Exercise details.
Copy every line of the records below that holds the word "properties".

[Data entries]
━━━━━━━━━━━━━━━━

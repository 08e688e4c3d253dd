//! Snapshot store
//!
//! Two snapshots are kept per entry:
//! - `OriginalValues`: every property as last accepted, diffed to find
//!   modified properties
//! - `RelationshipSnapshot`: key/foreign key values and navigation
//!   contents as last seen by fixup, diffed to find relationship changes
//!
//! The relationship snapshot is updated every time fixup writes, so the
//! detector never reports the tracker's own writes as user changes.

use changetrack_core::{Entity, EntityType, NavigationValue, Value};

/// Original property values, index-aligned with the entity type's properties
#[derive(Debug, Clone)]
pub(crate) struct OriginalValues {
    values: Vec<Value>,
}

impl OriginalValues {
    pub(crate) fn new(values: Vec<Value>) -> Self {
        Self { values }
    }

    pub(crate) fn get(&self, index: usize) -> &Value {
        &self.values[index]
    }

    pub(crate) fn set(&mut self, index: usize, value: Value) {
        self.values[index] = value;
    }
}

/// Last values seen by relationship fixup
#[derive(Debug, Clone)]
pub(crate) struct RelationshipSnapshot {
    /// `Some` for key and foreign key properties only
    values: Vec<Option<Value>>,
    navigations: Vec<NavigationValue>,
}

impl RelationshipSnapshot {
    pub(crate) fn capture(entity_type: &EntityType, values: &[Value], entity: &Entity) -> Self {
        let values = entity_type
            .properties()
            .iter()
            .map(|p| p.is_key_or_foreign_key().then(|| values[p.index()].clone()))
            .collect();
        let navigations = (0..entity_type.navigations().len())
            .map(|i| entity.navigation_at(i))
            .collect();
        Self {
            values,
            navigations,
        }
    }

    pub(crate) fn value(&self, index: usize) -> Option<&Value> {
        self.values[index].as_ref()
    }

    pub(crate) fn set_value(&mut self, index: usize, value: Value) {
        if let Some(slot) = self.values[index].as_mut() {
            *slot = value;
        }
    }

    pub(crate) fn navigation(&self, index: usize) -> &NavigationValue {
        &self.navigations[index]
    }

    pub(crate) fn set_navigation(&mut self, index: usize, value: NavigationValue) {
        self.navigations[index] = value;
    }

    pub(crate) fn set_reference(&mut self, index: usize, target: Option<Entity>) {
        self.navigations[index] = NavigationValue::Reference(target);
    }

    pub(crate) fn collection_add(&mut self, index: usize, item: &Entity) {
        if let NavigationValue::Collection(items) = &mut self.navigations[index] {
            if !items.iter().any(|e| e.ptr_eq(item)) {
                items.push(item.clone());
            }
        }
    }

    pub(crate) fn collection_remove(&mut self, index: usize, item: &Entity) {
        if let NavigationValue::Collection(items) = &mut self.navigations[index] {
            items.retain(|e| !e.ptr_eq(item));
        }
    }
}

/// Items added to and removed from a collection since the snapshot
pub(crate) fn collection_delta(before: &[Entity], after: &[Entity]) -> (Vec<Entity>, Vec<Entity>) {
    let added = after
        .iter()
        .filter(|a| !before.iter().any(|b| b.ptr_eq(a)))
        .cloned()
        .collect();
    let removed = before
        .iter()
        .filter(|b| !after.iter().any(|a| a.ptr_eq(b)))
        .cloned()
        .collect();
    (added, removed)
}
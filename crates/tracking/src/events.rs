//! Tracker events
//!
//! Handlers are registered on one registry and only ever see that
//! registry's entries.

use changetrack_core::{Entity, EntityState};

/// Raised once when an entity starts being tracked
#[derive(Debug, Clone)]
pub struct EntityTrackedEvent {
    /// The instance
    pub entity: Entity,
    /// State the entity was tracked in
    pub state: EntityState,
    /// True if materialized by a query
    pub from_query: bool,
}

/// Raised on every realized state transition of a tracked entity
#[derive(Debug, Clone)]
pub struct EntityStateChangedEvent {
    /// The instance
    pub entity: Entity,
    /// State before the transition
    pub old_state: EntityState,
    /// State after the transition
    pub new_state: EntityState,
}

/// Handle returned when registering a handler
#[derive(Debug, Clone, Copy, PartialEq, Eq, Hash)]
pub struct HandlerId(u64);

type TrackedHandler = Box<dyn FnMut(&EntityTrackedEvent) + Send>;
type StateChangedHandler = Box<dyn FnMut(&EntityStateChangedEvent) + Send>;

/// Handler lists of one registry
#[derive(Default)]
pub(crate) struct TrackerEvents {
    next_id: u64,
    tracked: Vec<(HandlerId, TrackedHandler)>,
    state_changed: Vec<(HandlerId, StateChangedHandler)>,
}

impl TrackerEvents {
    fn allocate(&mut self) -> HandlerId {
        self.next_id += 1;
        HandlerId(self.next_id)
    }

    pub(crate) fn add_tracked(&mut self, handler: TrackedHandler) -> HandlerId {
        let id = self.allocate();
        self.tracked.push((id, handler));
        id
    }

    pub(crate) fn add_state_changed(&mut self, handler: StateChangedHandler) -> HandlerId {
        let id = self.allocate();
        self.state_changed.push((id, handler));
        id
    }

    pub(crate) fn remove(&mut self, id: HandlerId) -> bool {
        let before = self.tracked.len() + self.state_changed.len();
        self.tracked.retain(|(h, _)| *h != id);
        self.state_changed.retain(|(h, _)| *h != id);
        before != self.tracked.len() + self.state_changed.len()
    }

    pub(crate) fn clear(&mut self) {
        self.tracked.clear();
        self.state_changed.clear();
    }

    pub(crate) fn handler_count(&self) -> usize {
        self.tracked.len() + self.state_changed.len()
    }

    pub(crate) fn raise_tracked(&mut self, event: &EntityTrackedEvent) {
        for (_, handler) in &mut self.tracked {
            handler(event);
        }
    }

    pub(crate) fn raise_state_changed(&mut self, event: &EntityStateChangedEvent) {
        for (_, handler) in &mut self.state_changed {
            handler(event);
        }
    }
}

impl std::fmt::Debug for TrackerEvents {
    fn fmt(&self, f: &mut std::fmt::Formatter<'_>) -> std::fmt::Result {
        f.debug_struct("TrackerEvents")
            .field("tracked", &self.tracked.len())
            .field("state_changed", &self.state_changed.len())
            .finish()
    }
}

━━━━━━━━━━━━━━━━

Response to this task.
//!   modified properties
/// Original property values, index-aligned with the entity type's properties
    /// `Some` for key and foreign key properties only
            .properties()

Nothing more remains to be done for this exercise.